Vervolgens heeft de Afdeling in rechtsoverweging 5.5. overwogen dat uit rechtsoverwe-gingen 5.3 en 5.4 volgt dat de aanwijzing van Algerije als veilig land van herkomst voldoet aan het bepaalde in artikel 3.105ba, tweede lid, Vb, dat er in Algerije wet- en regelgeving is die vervolging en behandeling in strijd met artikel 3 EVRM verbiedt, dat die wet- en regelgeving wordt toegepast en dat daadwerkelijk een systeem van rechtsmiddelen beschikbaar is. Verweerder heeft daarom zorgvuldig onderzocht en deugdelijk gemotiveerd dat in Algerije algemeen gezien geen vervolging of behandeling in strijd met artikel 3 EVRM plaatsvindt als bedoeld in artikel 3.37f VV, waardoor de aanwijzing van Algerije als veilig land van herkomst aan de wettelijk voorgeschreven vereisten voldoet. De rechtbank wijst er in dit kader op dat artikel 3.37f VV nagenoeg letterlijk overeenkomt met de in Bijlage I bij de Procedurerichtlijn opgenomen definitie van het begrip “veilig land van herkomst ”.
Dat de Afdeling in de uitspraak van 8 maart 2017 niet afzonderlijk heeft beoordeeld of Algerije kan worden aangemerkt als “democratisch stelsel”, leidt niet tot een ander oordeel. De rechtbank volgt niet eisers standpunt dat de vraag of in een land sprake is van een democratisch stelsel afzonderlijk zou moeten worden getoetst. Het gaat er blijkens artikel 337f, eerste lid, VV immers om of in zo’n rechtstelsel de
rechtsvoorschriftenin de praktijk worden toegepast.
De rechtbank ziet daarom in hetgeen eiser heeft aangevoerd ook geen aanleiding tot het stellen van prejudiciële vragen aan het HvJ. Verweerder heeft aldus terecht Algerije aangemerkt als veilig land van herkomst.
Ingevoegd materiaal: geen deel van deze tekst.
//! Active health check scheduling.
//!
//! # Responsibilities
//! - Drive one probe session per host on an interval
//! - Enforce the probe deadline and account for timeouts
//! - Stop cleanly on shutdown, releasing probe connections

use std::net::SocketAddr;
use std::sync::Arc;
use std::time::Duration;

use serde::Serialize;
use tokio::sync::{broadcast, mpsc};
use tokio::task::JoinSet;
use tokio::time;

use crate::config::HealthCheckConfig;
use crate::health::session::{
    ActiveSession, HealthCheckSession, HealthChecker, ProbeOutcome, Thresholds,
};
use crate::health::state::FailureType;
use crate::upstream::{Cluster, Host, UpstreamHost};

/// Result of a single probe cycle as seen by the scheduler.
#[derive(Debug, Clone, Copy, PartialEq, Eq, Serialize)]
#[serde(rename_all = "snake_case")]
pub enum CycleResult {
    Success,
    Failure(FailureType),
    TimedOut,
}

impl From<ProbeOutcome> for CycleResult {
    fn from(outcome: ProbeOutcome) -> Self {
        match outcome {
            ProbeOutcome::Success => CycleResult::Success,
            ProbeOutcome::Failure(reason) => CycleResult::Failure(reason),
        }
    }
}

/// One host's session pair plus the channel its outcomes arrive on.
pub struct HostProbe {
    host: Arc<UpstreamHost>,
    base: Arc<HealthCheckSession>,
    session: Arc<dyn ActiveSession>,
    outcomes: mpsc::UnboundedReceiver<ProbeOutcome>,
    timeout: Duration,
}

impl HostProbe {
    pub fn host(&self) -> &Arc<UpstreamHost> {
        &self.host
    }

    /// Run one probe cycle and wait for its result or the deadline.
    pub async fn probe(&mut self) -> CycleResult {
        // Outcomes left over from a timed-out cycle are stale.
        while self.outcomes.try_recv().is_ok() {}

        self.session.on_interval();
        match time::timeout(self.timeout, self.outcomes.recv()).await {
            Ok(Some(outcome)) => outcome.into(),
            Ok(None) | Err(_) => {
                if self.session.on_timeout() {
                    self.base.handle_timeout();
                    return CycleResult::TimedOut;
                }
                // The cycle finished as the deadline fired; its outcome is on the way.
                match self.outcomes.recv().await {
                    Some(outcome) => outcome.into(),
                    None => CycleResult::TimedOut,
                }
            }
        }
    }

    pub fn close(&self) {
        self.session.close();
    }
}

/// Schedules active health checks for every host of a cluster.
pub struct HealthMonitor {
    checker: Arc<dyn HealthChecker>,
    config: HealthCheckConfig,
}

impl HealthMonitor {
    pub fn new(checker: Arc<dyn HealthChecker>, config: HealthCheckConfig) -> Self {
        Self { checker, config }
    }

    /// Create the sessions for one host.
    pub fn probe_for(&self, cluster: &Cluster, host: Arc<UpstreamHost>) -> HostProbe {
        let dyn_host: Arc<dyn Host> = host.clone();
        let (base, outcomes) = HealthCheckSession::new(
            dyn_host.clone(),
            cluster.info().name(),
            Thresholds {
                healthy: self.config.healthy_threshold as usize,
                unhealthy: self.config.unhealthy_threshold as usize,
            },
        );
        let base = Arc::new(base);
        let session = self.checker.clone().new_session(dyn_host, base.clone());

        HostProbe {
            host,
            base,
            session,
            outcomes,
            timeout: self.config.timeout(),
        }
    }

    /// Probe every host once, concurrently.
    pub async fn probe_once(&self, cluster: &Cluster) -> Vec<(SocketAddr, CycleResult)> {
        let mut tasks = JoinSet::new();
        for host in cluster.hosts() {
            let mut probe = self.probe_for(cluster, host.clone());
            tasks.spawn(async move {
                let result = probe.probe().await;
                probe.close();
                (probe.host().address(), result)
            });
        }

        let mut results = Vec::with_capacity(cluster.hosts().len());
        while let Some(joined) = tasks.join_next().await {
            match joined {
                Ok(result) => results.push(result),
                Err(e) => tracing::error!(error = %e, "Probe task failed"),
            }
        }
        results.sort_by_key(|(addr, _)| *addr);
        results
    }

    /// Probe every host until shutdown is signalled.
    pub async fn run(self, cluster: &Cluster, shutdown: broadcast::Receiver<()>) {
        if cluster.hosts().is_empty() {
            tracing::warn!(cluster = %cluster.info().name(), "No hosts to health check");
            return;
        }

        tracing::info!(
            cluster = %cluster.info().name(),
            hosts = cluster.hosts().len(),
            interval = self.config.interval_secs,
            timeout_ms = self.config.timeout_ms,
            path = %self.config.path,
            protocol = %self.config.protocol,
            "Health monitor starting"
        );

        let schedule = Schedule {
            interval: self.config.interval(),
            jitter_ms: self.config.interval_jitter_ms,
        };
        let mut tasks = JoinSet::new();
        for host in cluster.hosts() {
            let probe = self.probe_for(cluster, host.clone());
            tasks.spawn(run_host(probe, schedule, shutdown.resubscribe()));
        }
        while tasks.join_next().await.is_some() {}

        tracing::info!(cluster = %cluster.info().name(), "Health monitor stopped");
    }
}

#[derive(Debug, Clone, Copy)]
struct Schedule {
    interval: Duration,
    jitter_ms: u64,
}

impl Schedule {
    fn jitter(&self) -> Duration {
        if self.jitter_ms == 0 {
            Duration::ZERO
        } else {
            Duration::from_millis(fastrand::u64(0..=self.jitter_ms))
        }
    }
}

async fn run_host(mut probe: HostProbe, schedule: Schedule, mut shutdown: broadcast::Receiver<()>) {
    let addr = probe.host().address();

    // Spread the first probes of a large cluster.
    let startup = schedule.jitter();
    if !startup.is_zero() {
        tokio::select! {
            _ = time::sleep(startup) => {}
            _ = shutdown.recv() => {
                probe.close();
                return;
            }
        }
    }

    loop {
        tokio::select! {
            result = probe.probe() => {
                tracing::debug!(host = %addr, result = ?result, "Probe cycle finished");
            }
            _ = shutdown.recv() => break,
        }

        tokio::select! {
            _ = time::sleep(schedule.interval + schedule.jitter()) => {}
            _ = shutdown.recv() => break,
        }
    }

    probe.close();
    tracing::debug!(host = %addr, "Health checker for host stopped");
}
Voorts heeft verweerder terecht gesteld dat eiser geen persoonlijke omstandigheden heeft aangevoerd die het onthouden van een vertrektermijn in zijn geval disproportioneel maken. Eerst in beroep heeft eiser de omstandigheid genoemd dat hij nooit eerder asiel heeft aangevraagd en een lange reis heeft gemaakt, maar ook dit maakt naar het oordeel van de rechtbank niet dat verweerder een vertrektermijn niet heeft mogen onthouden.
Dat verweerder onvoldoende rekening heeft gehouden met artikel 3 IVRK volgt de rechtbank evenmin aangezien verweerder blijkens het voornemen aan dit verdrag heeft getoetst. De beroepsgrond faalt.